I remember sitting one very dreary day looking out of the window, knot in stomach, jumble in head, watching the raindrops run down the pane, it wasn't lost on me that they were just like my tears, big, fat and never-ending. My cruel mind was momentarily mesmerized and it let in enough light for a tiny spark of inspiration to grow…”That would make a nice print” it said and a glimmer of an idea for the Elements range was born.

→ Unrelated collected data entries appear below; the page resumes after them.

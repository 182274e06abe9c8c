//! Write-Ahead Log
//!
//! Append-only log of page deltas, checkpoint markers and cache lifecycle
//! records with:
//! - Gap-free LSNs assigned under the writer lock (file order is LSN order)
//! - CRC32C checksums over each record header and over the whole record
//! - Lazy, restartable replay from any LSN
//! - Segment files rotated at checkpoints; whole segments older than a
//!   checkpoint are deleted (or archived)
//!
//! Segments are named `wal-<first LSN>.log` and hold consecutive LSNs.
//! Record format:
//! ```text
//! +--------+------+--------+------------+---------+--------+
//! | Magic  | LSN  | Length | Header CRC | Payload | CRC32C |
//! | 4B     | 8B   | 4B     | 4B         | var     | 4B     |
//! +--------+------+--------+------------+---------+--------+
//! ```
//! The length is only trusted once the header CRC matches. A record cut
//! short by a crash can only be the last one of the last segment; it is
//! discarded when the log is opened. A damaged record with data after it is
//! corruption.

use crate::registry::CacheDescriptor;
use gridstore_common::codec::{checksum, read_u32, read_u64};
use gridstore_common::config::{Durability, WalConfig};
use gridstore_common::{CacheId, Error, Lsn, PageId, Result};
use parking_lot::Mutex;
use serde::{Deserialize, Serialize};
use std::collections::VecDeque;
use std::fs::{self, File, OpenOptions};
use std::io::{BufReader, BufWriter, Read, Seek, SeekFrom, Write};
use std::path::{Path, PathBuf};
use std::sync::atomic::{AtomicU64, Ordering};
use tracing::{debug, info, warn};

/// WAL record magic number
const WAL_MAGIC: u32 = 0x4757_414C; // "GWAL"

/// Record header size (magic + lsn + length + header crc)
const RECORD_HEADER_SIZE: usize = 20;

/// Header bytes covered by the header CRC
const HEADER_CRC_OFFSET: usize = 16;

/// Record trailer size (crc)
const RECORD_TRAILER_SIZE: usize = 4;

/// Largest payload accepted when reading
const MAX_PAYLOAD_SIZE: usize = 256 * 1024 * 1024;

const SEGMENT_PREFIX: &str = "wal-";
const SEGMENT_SUFFIX: &str = ".log";

/// Physical change to one page: `bytes` written at `offset`
#[derive(Clone, Debug, PartialEq, Eq, Serialize, Deserialize)]
pub struct PageDelta {
    pub page: PageId,
    pub offset: u32,
    pub bytes: Vec<u8>,
}
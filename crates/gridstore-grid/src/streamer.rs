//! Data streamer
//!
//! Buffers `(key, value)` pairs per owning node and ships each buffer as one
//! batch once it reaches `per_node_buffer_size`. The receiving node runs the
//! updater for every item, in submission order for the same key, inside its
//! normal WAL path.
//!
//! A node that has moved to a newer topology epoch rejects a batch before
//! applying any of it; the streamer then re-routes the rejected items and
//! sends them again, so each item is applied exactly once per owner copy.
//! Any other failure also leaves the whole node batch unapplied, and its
//! items stay buffered for the next flush.

use crate::cache::{decode, encode};
use crate::grid::{Grid, MAX_ROUTE_ATTEMPTS, Routing};
use gridstore_common::{Error, NodeId, Result};
use serde::Serialize;
use serde::de::DeserializeOwned;
use std::collections::HashMap;
use std::sync::Arc;
use tracing::{debug, warn};

/// Items buffered per node before a batch is sent
pub const DEFAULT_PER_NODE_BUFFER_SIZE: usize = 2048;

/// Server-side merge of a streamed value into the stored one
pub trait StreamUpdater<K, V>: Send + Sync {
    /// New value for `key`, or `None` to remove it
    fn update(&self, key: &K, current: Option<V>, value: V) -> Option<V>;
}

/// Stores the streamed value as is
#[derive(Clone, Copy, Debug, Default)]
pub struct Overwrite;

impl<K, V> StreamUpdater<K, V> for Overwrite {
    fn update(&self, _key: &K, _current: Option<V>, value: V) -> Option<V> {
        Some(value)
    }
}

/// Adds the streamed amount to a counter, starting from zero
#[derive(Clone, Copy, Debug, Default)]
pub struct IncrementingUpdater;

impl<K> StreamUpdater<K, u64> for IncrementingUpdater {
    fn update(&self, _key: &K, current: Option<u64>, value: u64) -> Option<u64> {
        Some(current.map_or(value, |c| c.saturating_add(value)))
    }
}

/// Buffered item: encoded key, encoded value, owner copy index
type Item = (Vec<u8>, Vec<u8>, usize);

/// Streams entries into one cache
pub struct DataStreamer<K: 'static, V: 'static> {
    grid: Grid,
    cache: String,
    per_node_buffer_size: usize,
    updater: Arc<dyn StreamUpdater<K, V>>,
    buffers: HashMap<NodeId, Vec<Item>>,
    routing: Option<Routing>,
    added: u64,
}

impl<K, V> DataStreamer<K, V>
where
    K: Serialize + DeserializeOwned + 'static,
    V: Serialize + DeserializeOwned + 'static,
{
    pub(crate) fn new(grid: Grid, cache: &str) -> Self {
        Self {
            grid,
            cache: cache.to_string(),
            per_node_buffer_size: DEFAULT_PER_NODE_BUFFER_SIZE,
            updater: Arc::new(Overwrite),
            buffers: HashMap::new(),
            routing: None,
            added: 0,
        }
    }

    /// Items buffered per node before a batch is sent (at least 1)
    #[must_use]
    pub fn with_per_node_buffer_size(mut self, size: usize) -> Self {
        self.per_node_buffer_size = size.max(1);
        self
    }

    /// Updater run on the owning node for every item
    #[must_use]
    pub fn with_updater(mut self, updater: impl StreamUpdater<K, V> + 'static) -> Self {
        self.updater = Arc::new(updater);
        self
    }

    #[must_use]
    pub const fn per_node_buffer_size(&self) -> usize {
        self.per_node_buffer_size
    }

    /// Items added so far
    #[must_use]
    pub const fn added(&self) -> u64 {
        self.added
    }

    /// Items waiting in buffers
    #[must_use]
    pub fn pending(&self) -> usize {
        self.buffers.values().map(Vec::len).sum()
    }

    /// Routing snapshot, taken on first use and after a stale rejection
    fn routing(&mut self) -> Result<&Routing> {
        if self.routing.is_none() {
            self.routing = Some(self.grid.routing(&self.cache)?);
        }
        self.current_routing()
    }

    fn current_routing(&self) -> Result<&Routing> {
        self.routing
            .as_ref()
            .ok_or_else(|| Error::internal("routing not initialized"))
    }

    /// Queue one entry, sending its owners' buffers when they fill up
    pub fn add(&mut self, key: &K, value: &V) -> Result<()> {
        let key = encode(key)?;
        let value = encode(value)?;
        let owners = self.routing()?.owners(&key)?;

        let size = self.per_node_buffer_size;
        let mut full = Vec::new();
        for (copy, owner) in owners.into_iter().enumerate() {
            let buffer = self.buffers.entry(owner).or_default();
            buffer.push((key.clone(), value.clone(), copy));
            if buffer.len() >= size {
                full.push(owner);
            }
        }
        self.added += 1;

        for owner in full {
            self.flush_node(owner)?;
        }
        Ok(())
    }

    /// Send every buffer
    pub fn flush(&mut self) -> Result<()> {
        let owners: Vec<NodeId> = self.buffers.keys().copied().collect();
        for owner in owners {
            self.flush_node(owner)?;
        }
        Ok(())
    }

    /// Send the remaining buffers and release the streamer
    pub fn close(mut self) -> Result<()> {
        self.flush()
    }

    fn flush_node(&mut self, owner: NodeId) -> Result<()> {
        let mut pending = vec![(owner, self.buffers.remove(&owner).unwrap_or_default())];
        let mut attempt = 1;

        while let Some((owner, items)) = pending.pop() {
            if items.is_empty() {
                continue;
            }
            match self.send(owner, &items) {
                Ok(()) => {}
                Err(e) if e.is_retryable() && attempt < MAX_ROUTE_ATTEMPTS => {
                    debug!(
                        "Re-routing {} streamed items for {} after attempt {}: {}",
                        items.len(),
                        self.cache,
                        attempt,
                        e
                    );
                    attempt += 1;
                    self.routing = None;
                    pending.extend(self.reroute(items)?);
                }
                Err(e) => {
                    // Nodes apply a batch entirely or not at all, so none of
                    // these items is applied yet; a later flush retries them
                    self.buffers.entry(owner).or_default().extend(items);
                    for (owner, items) in pending.drain(..) {
                        self.buffers.entry(owner).or_default().extend(items);
                    }
                    return Err(e);
                }
            }
        }
        Ok(())
    }

    /// Send one node batch under the cached routing
    fn send(&mut self, owner: NodeId, items: &[Item]) -> Result<()> {
        self.routing()?;
        let routing = self.current_routing()?;
        let updater = &self.updater;
        let node = routing.node(owner)?;
        let batch = items
            .iter()
            .map(|(key, value, _)| (key.clone(), value.clone()))
            .collect();

        node.apply(&self.cache, routing.epoch, batch, |key, current, value| {
            let key: K = decode(key)?;
            let current: Option<V> = current.map(decode).transpose()?;
            let value: V = decode(value)?;
            updater
                .update(&key, current, value)
                .map(|v| encode(&v))
                .transpose()
        })
    }

    /// Assign rejected items to the owners of the same copy at the new epoch
    fn reroute(&mut self, items: Vec<Item>) -> Result<Vec<(NodeId, Vec<Item>)>> {
        let routing = self.routing()?;
        let mut batches: HashMap<NodeId, Vec<Item>> = HashMap::new();
        for (key, value, copy) in items {
            match routing.owners(&key)?.get(copy) {
                Some(&owner) => batches.entry(owner).or_default().push((key, value, copy)),
                None => warn!("Dropping copy {} of a streamed item: fewer owners now", copy),
            }
        }
        Ok(batches.into_iter().collect())
    }
}

impl<K: 'static, V: 'static> Drop for DataStreamer<K, V> {
    fn drop(&mut self) {
        let pending: usize = self.buffers.values().map(Vec::len).sum();
        if pending > 0 {
            warn!(
                "Data streamer for {} dropped with {} unsent items; call close()",
                self.cache, pending
            );
        }
    }
}
impl Engine {
    /// Open the engine, running recovery to completion
    pub fn open(config: Config) -> Result<Self> {
        config.validate()?;
        if config.durability == Durability::Relaxed {
            warn!(
                "Node {} runs with relaxed durability: acknowledged writes can be lost on power failure",
                config.node.name
            );
        }

        let wal = Wal::open(config.wal_dir(), &config.wal, config.durability)?;

        let store_dir = config.store_dir();
        let mut regions = BTreeMap::new();
        for policy in &config.memory.policies {
            let memory = PageMemory::new(&policy.name, config.memory.page_size, policy.max_size);
            let store = PageStore::open(
                &store_dir,
                &policy.name,
                config.memory.page_size,
                config.durability,
            )?;
            regions.insert(
                policy.name.clone(),
                Arc::new(Region {
                    memory,
                    store: Mutex::new(store),
                }),
            );
        }

        let shared = Arc::new(Shared {
            wal,
            regions,
            registry: Registry::new(),
            router: Arc::new(AffinityRouter::new(TopologyView::default())),
            caches: RwLock::new(HashMap::new()),
            barrier: RwLock::new(()),
            checkpoint: Mutex::new(CheckpointState::default()),
            signal: CheckpointSignal::default(),
            recovery: RecoveryStatus::default(),
            failed: AtomicBool::new(false),
            config,
        });

        let report = recovery::recover(&shared)?;

        let checkpointer = if shared.config.checkpoint.background {
            Some(Checkpointer::start(Arc::clone(&shared))?)
        } else {
            None
        };

        info!(
            "Engine {} open with {} caches at LSN {}",
            shared.config.node.name, report.caches, report.last_lsn
        );

        Ok(Self {
            shared,
            checkpointer,
            report,
        })
    }

    /// Configuration the engine was opened with
    #[must_use]
    pub fn config(&self) -> &Config {
        &self.shared.config
    }

    /// Routing table of this node
    #[must_use]
    pub fn router(&self) -> &Arc<AffinityRouter> {
        &self.shared.router
    }

    #[must_use]
    pub fn recovery_state(&self) -> RecoveryState {
        self.shared.recovery.get()
    }

    /// What recovery did when the engine was opened
    #[must_use]
    pub const fn recovery_report(&self) -> &RecoveryReport {
        &self.report
    }

    #[must_use]
    pub fn is_failed(&self) -> bool {
        self.shared.is_failed()
    }

    // Cache lifecycle

    /// Create a cache
    pub fn create_cache(&self, config: CacheConfig) -> Result<CacheDescriptor> {
        let shared = &self.shared;
        shared.check_ready()?;
        let _lifecycle = shared.registry.lock_lifecycle();
        self.create_locked(&config)
    }

    /// Return the cache named in `config`, creating it if absent
    pub fn get_or_create_cache(&self, config: CacheConfig) -> Result<CacheDescriptor> {
        let shared = &self.shared;
        shared.check_ready()?;
        let _lifecycle = shared.registry.lock_lifecycle();
        if let Some(existing) = shared.registry.get_by_name(&config.name) {
            return Ok(existing);
        }
        self.create_locked(&config)
    }

    fn create_locked(&self, config: &CacheConfig) -> Result<CacheDescriptor> {
        let shared = &self.shared;
        let policy = config
            .memory_policy
            .clone()
            .unwrap_or_else(|| shared.config.memory.default_policy.clone());
        let region = shared.region(&policy)?;

        let _barrier = shared.barrier.read();
        let descriptor = shared.registry.prepare(config, policy)?;
        let lsn = shared.log(&WalPayload::CacheCreate {
            descriptor: descriptor.clone(),
        })?;
        shared.registry.create(descriptor.clone())?;
        shared.install(Arc::new(CacheRuntime::new(descriptor.clone(), region)));

        info!(
            "Created cache {} (id {}, {} partitions) at LSN {}",
            descriptor.name,
            descriptor.id,
            descriptor.partitions(),
            lsn
        );
        Ok(descriptor)
    }

    /// Destroy a cache and reclaim its pages
    ///
    /// In-flight operations on the cache finish first; later ones fail with
    /// `CacheNotFound`.
    pub fn destroy_cache(&self, cache_id: CacheId) -> Result<()> {
        let shared = &self.shared;
        let _lifecycle = shared.registry.lock_lifecycle();
        let runtime = shared.runtime(cache_id)?;

        runtime.closing.store(true, Ordering::Release);
        let _barrier = shared.barrier.read();
        let _drained: Vec<RwLockWriteGuard<'_, PartitionState>> =
            runtime.partitions.iter().map(|p| p.write()).collect();

        let lsn = match shared.log(&WalPayload::CacheDestroy { cache_id }) {
            Ok(lsn) => lsn,
            Err(e) => {
                runtime.closing.store(false, Ordering::Release);
                return Err(e);
            }
        };
        shared.registry.destroy(cache_id)?;
        shared.caches.write().remove(&cache_id);
        shared.router.remove(cache_id);
        let pages = runtime.region.memory.reclaim_cache(cache_id);

        info!(
            "Destroyed cache {} (id {}) at LSN {}, reclaimed {} pages",
            runtime.descriptor.name, cache_id, lsn, pages
        );
        Ok(())
    }

    /// Destroy a cache by name
    pub fn destroy_cache_named(&self, name: &str) -> Result<()> {
        let descriptor = self
            .cache(name)
            .ok_or_else(|| Error::CacheNotFound(name.to_string()))?;
        self.destroy_cache(descriptor.id)
    }

    /// Descriptor of a cache by name
    #[must_use]
    pub fn cache(&self, name: &str) -> Option<CacheDescriptor> {
        self.shared.registry.get_by_name(name)
    }

    /// Descriptor of a cache by id
    #[must_use]
    pub fn descriptor(&self, cache_id: CacheId) -> Option<CacheDescriptor> {
        self.shared.registry.get(cache_id)
    }

    /// All live caches
    #[must_use]
    pub fn caches(&self) -> Vec<CacheDescriptor> {
        self.shared.registry.list()
    }

    // Data operations

    /// Value of `key`
    pub fn get(&self, cache_id: CacheId, key: &[u8]) -> Result<Option<Vec<u8>>> {
        let runtime = self.shared.runtime(cache_id)?;
        let partition = runtime.descriptor.affinity.partition_for(key);
        let state = runtime.partition(partition)?.read();
        if runtime.is_closing() {
            return Err(runtime.not_found());
        }

        let Some(&position) = state.index.get(key) else {
            return Ok(None);
        };
        let page = DataPage::decode(&runtime.region.memory.read(state.pages[position])?)?;
        Ok(page.get(key).map(<[u8]>::to_vec))
    }

    /// Insert or replace one entry
    pub fn put(&self, cache_id: CacheId, key: &[u8], value: &[u8]) -> Result<()> {
        self.put_all(cache_id, vec![(key.to_vec(), value.to_vec())])
    }

    /// Insert or replace many entries
    pub fn put_all(&self, cache_id: CacheId, entries: Vec<(Vec<u8>, Vec<u8>)>) -> Result<()> {
        self.apply_batch(cache_id, entries, |_, _, value| Ok(Some(value.to_vec())))
    }

    /// Remove one entry; returns whether it was present
    pub fn remove(&self, cache_id: CacheId, key: &[u8]) -> Result<bool> {
        let mut existed = false;
        self.apply_batch(cache_id, vec![(key.to_vec(), Vec::new())], |_, old, _| {
            existed = old.is_some();
            Ok(None)
        })?;
        Ok(existed)
    }

    /// Apply `transform` to every `(key, argument)` item
    ///
    /// `transform(key, current, argument)` returns the new value, or `None`
    /// to remove the entry. Each item is applied exactly once, in submission
    /// order for the same key. The batch is logged as one record and applied
    /// entirely or not at all: an error from `transform`, from page
    /// allocation or from the log leaves every partition untouched.
    pub fn apply_batch<F>(
        &self,
        cache_id: CacheId,
        items: Vec<(Vec<u8>, Vec<u8>)>,
        mut transform: F,
    ) -> Result<()>
    where
        F: FnMut(&[u8], Option<&[u8]>, &[u8]) -> Result<Option<Vec<u8>>>,
    {
        let runtime = self.shared.runtime(cache_id)?;

        let mut groups: BTreeMap<PartitionId, Vec<(Vec<u8>, Vec<u8>)>> = BTreeMap::new();
        for (key, argument) in items {
            let partition = runtime.descriptor.affinity.partition_for(&key);
            groups.entry(partition).or_default().push((key, argument));
        }
        self.apply_groups(&runtime, groups, &mut transform)?;

        if self.shared.checkpointer_wanted() {
            self.shared.signal.request();
        }
        Ok(())
    }

    fn apply_groups<F>(
        &self,
        runtime: &CacheRuntime,
        groups: BTreeMap<PartitionId, Vec<(Vec<u8>, Vec<u8>)>>,
        transform: &mut F,
    ) -> Result<()>
    where
        F: FnMut(&[u8], Option<&[u8]>, &[u8]) -> Result<Option<Vec<u8>>>,
    {
        let shared = &self.shared;
        let _barrier = shared.barrier.read();
        // Ascending partition order, the same order destroy locks them in
        let mut locked = Vec::with_capacity(groups.len());
        for (partition, items) in groups {
            locked.push((partition, runtime.partition(partition)?.write(), items));
        }
        if runtime.is_closing() {
            return Err(runtime.not_found());
        }
        if shared.is_failed() {
            return Err(Error::NodeFailed);
        }

        let memory = &runtime.region.memory;
        let mut staged = Vec::with_capacity(locked.len());
        let mut deltas = Vec::new();
        let mut failure = None;
        for (partition, state, items) in &mut locked {
            let mut staging = Staging::new(state, memory, runtime.id(), *partition);
            let result = std::mem::take(items)
                .into_iter()
                .try_for_each(|(key, argument)| {
                    let current = staging.get(&key)?;
                    match transform(&key, current.as_deref(), &argument)? {
                        Some(value) => staging.put(&key, value),
                        None => staging.remove(&key).map(|_| ()),
                    }
                })
                .and_then(|()| staging.deltas());
            staged.push(staging.into_changes());
            match result {
                Ok(group) => deltas.extend(group),
                Err(e) => {
                    failure = Some(e);
                    break;
                }
            }
        }

        if let Some(e) = failure {
            staged.into_iter().for_each(|changes| changes.abort(memory));
            return Err(e);
        }
        if deltas.is_empty() {
            staged.into_iter().for_each(|changes| changes.abort(memory));
            return Ok(());
        }

        let lsn = match shared.log(&WalPayload::PageUpdate {
            cache_id: runtime.id(),
            deltas: deltas.clone(),
        }) {
            Ok(lsn) => lsn,
            Err(e) => {
                staged.into_iter().for_each(|changes| changes.abort(memory));
                return Err(e);
            }
        };

        for delta in &deltas {
            memory
                .apply_delta(delta.page, lsn, delta.offset as usize, &delta.bytes)
                .inspect_err(|e| shared.fail(e))?;
        }
        for ((_, state, _), changes) in locked.iter_mut().zip(staged) {
            changes.commit(state, memory.page_size());
        }

        debug!(
            "Applied {} deltas to {} partitions of cache {} at LSN {}",
            deltas.len(),
            locked.len(),
            runtime.id(),
            lsn
        );
        Ok(())
    }

    /// Remove every entry of a cache through the WAL
    pub fn clear(&self, cache_id: CacheId) -> Result<()> {
        let runtime = self.shared.runtime(cache_id)?;
        for (partition, lock) in runtime.partitions.iter().enumerate() {
            let keys: Vec<(Vec<u8>, Vec<u8>)> = {
                let state = lock.read();
                state.index.keys().map(|k| (k.clone(), Vec::new())).collect()
            };
            if keys.is_empty() {
                continue;
            }
            let mut remove_all =
                |_: &[u8], _: Option<&[u8]>, _: &[u8]| -> Result<Option<Vec<u8>>> { Ok(None) };
            let group = BTreeMap::from([(partition as PartitionId, keys)]);
            self.apply_groups(&runtime, group, &mut remove_all)?;
        }
        info!("Cleared cache {}", runtime.descriptor.name);
        Ok(())
    }

    /// Number of entries in a cache
    pub fn len(&self, cache_id: CacheId) -> Result<usize> {
        let runtime = self.shared.runtime(cache_id)?;
        Ok(runtime.partitions.iter().map(|p| p.read().index.len()).sum())
    }

    /// Number of entries in one partition of a cache
    pub fn partition_len(&self, cache_id: CacheId, partition: PartitionId) -> Result<usize> {
        let runtime = self.shared.runtime(cache_id)?;
        let len = runtime.partition(partition)?.read().index.len();
        Ok(len)
    }

    /// Whether a cache holds no entry
    pub fn is_empty(&self, cache_id: CacheId) -> Result<bool> {
        Ok(self.len(cache_id)? == 0)
    }

    /// Lazy scan of one partition
    pub fn scan(&self, cache_id: CacheId, partition: PartitionId) -> Result<PartitionScan> {
        self.scan_from(cache_id, partition, ScanCursor::default())
    }

    /// Resume a scan at a cursor taken from an earlier scan
    pub fn scan_from(
        &self,
        cache_id: CacheId,
        partition: PartitionId,
        cursor: ScanCursor,
    ) -> Result<PartitionScan> {
        let runtime = self.shared.runtime(cache_id)?;
        runtime.partition(partition)?;
        Ok(PartitionScan::new(runtime, partition, cursor))
    }

    // Durability

    /// Run a checkpoint now
    pub fn checkpoint(&self) -> Result<CheckpointReport> {
        checkpoint::run(&self.shared).inspect_err(|e| {
            if e.is_fatal() {
                self.shared.fail(e);
            }
        })
    }

    /// Engine statistics
    #[must_use]
    pub fn stats(&self) -> EngineStats {
        let shared = &self.shared;
        let (last_checkpoint_lsn, checkpoints) = {
            let state = shared.checkpoint.lock();
            (state.last_lsn, state.count)
        };
        let regions = shared.regions.values();
        EngineStats {
            wal_lsn: shared.wal.current_lsn(),
            wal_size: shared.wal.size(),
            last_checkpoint_lsn,
            checkpoints,
            caches: shared.registry.len(),
            pages: regions.clone().map(|r| r.memory.page_count()).sum(),
            dirty_pages: regions.clone().map(|r| r.memory.dirty_count()).sum(),
            allocated_bytes: regions.map(|r| r.memory.allocated_bytes()).sum(),
            recovery_state: shared.recovery.get(),
        }
    }

    /// Stop background work, take a final checkpoint and close
    ///
    /// Dropping an engine without closing it behaves like a crash: nothing
    /// beyond the already durable WAL is written.
    pub fn close(mut self) -> Result<()> {
        if let Some(mut checkpointer) = self.checkpointer.take() {
            checkpointer.stop();
        }
        if self.shared.is_failed() {
            return Err(Error::NodeFailed);
        }
        if self.shared.has_changes() {
            self.checkpoint()?;
        }
        self.shared.wal.sync()?;
        info!("Engine {} closed", self.shared.config.node.name);
        Ok(())
    }
}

I still had fears that it was a bit of a negative theme, cue cruel mind stepping in again “Why are you planning three prints about rain? What are you thinking? We should be shouting about the joyful arrival of spring blah blah “ but our boy’s open heart surgery was looming and I didn't have any more time “Oh go on then, just add some rainbows and be done with it!” I was off the hook. Little could I have known how relevant a range based on rain would become.
Back to COVID 19. We lived with a very real threat to health for a member of our family for the whole of summer 2019. Our boy spent a total of 9 weeks in hospital and our lives were on hold for all of that time. There were a lot of very dark and worrying days. He spent 3 of those weeks in isolation; he didn't go to school; he never saw any of his friends; we kept people who had any sign of illness away; WFH usually means work from home, for us it meant Work From Hospital; our family holiday was cancelled, there were no visits to the cinema, no family walks or family meals out, no spending time with friends, we were on our own mini lockdown. People keep telling us we were so strong, we weren’t, we didn't have a choice, we just had to get on with it and in the end the simple things got us through, they always do.
It’s the friend who sends a box of home made chocolate brownies and tablet to the ward; the friend who facetimes from a beach in Barcelona to share the lunar eclipse; your team at work having a whip round and donating to the hospital charity; the teacher who WhatsApp you on a daily basis and sends you a movie of the kids saying goodbye on the last day of school. More than anything it's the hug from the staff nurse as you wander around the ward at 4 am on surgery day unable to sleep. We owe our son’s life to the team at Royal Hospital for Children, many more people will owe their lives to the amazing NHS staff in the coming weeks. They are truly amazing human beings and we can never quite find the words to communicate fully our gratitude to them.
Like everyone else during these uncertain times, we are focusing on staying safe, slowing down and looking forward to the days when our kids can play together in the park without fear of getting too close, when we can grab our wellies, run outside on a whim and splash in the rain. The fact is good health or bad, we never know when our time on this earth will be over, in the meantime we just need to keep looking for the rainbows, appreciate the simple things in life, and be kind to ourselves, it really is the best way through.
This print range, created when my heart was full of love, fear and rain celebrates all of these things and is dedicated to our boy Darach, who when he was 3 used to call raindrops, rainplops and rainbows, rainboats. We will never cease to be grateful for your presence, tolerance and ever-enduring smile, come rain or come shine.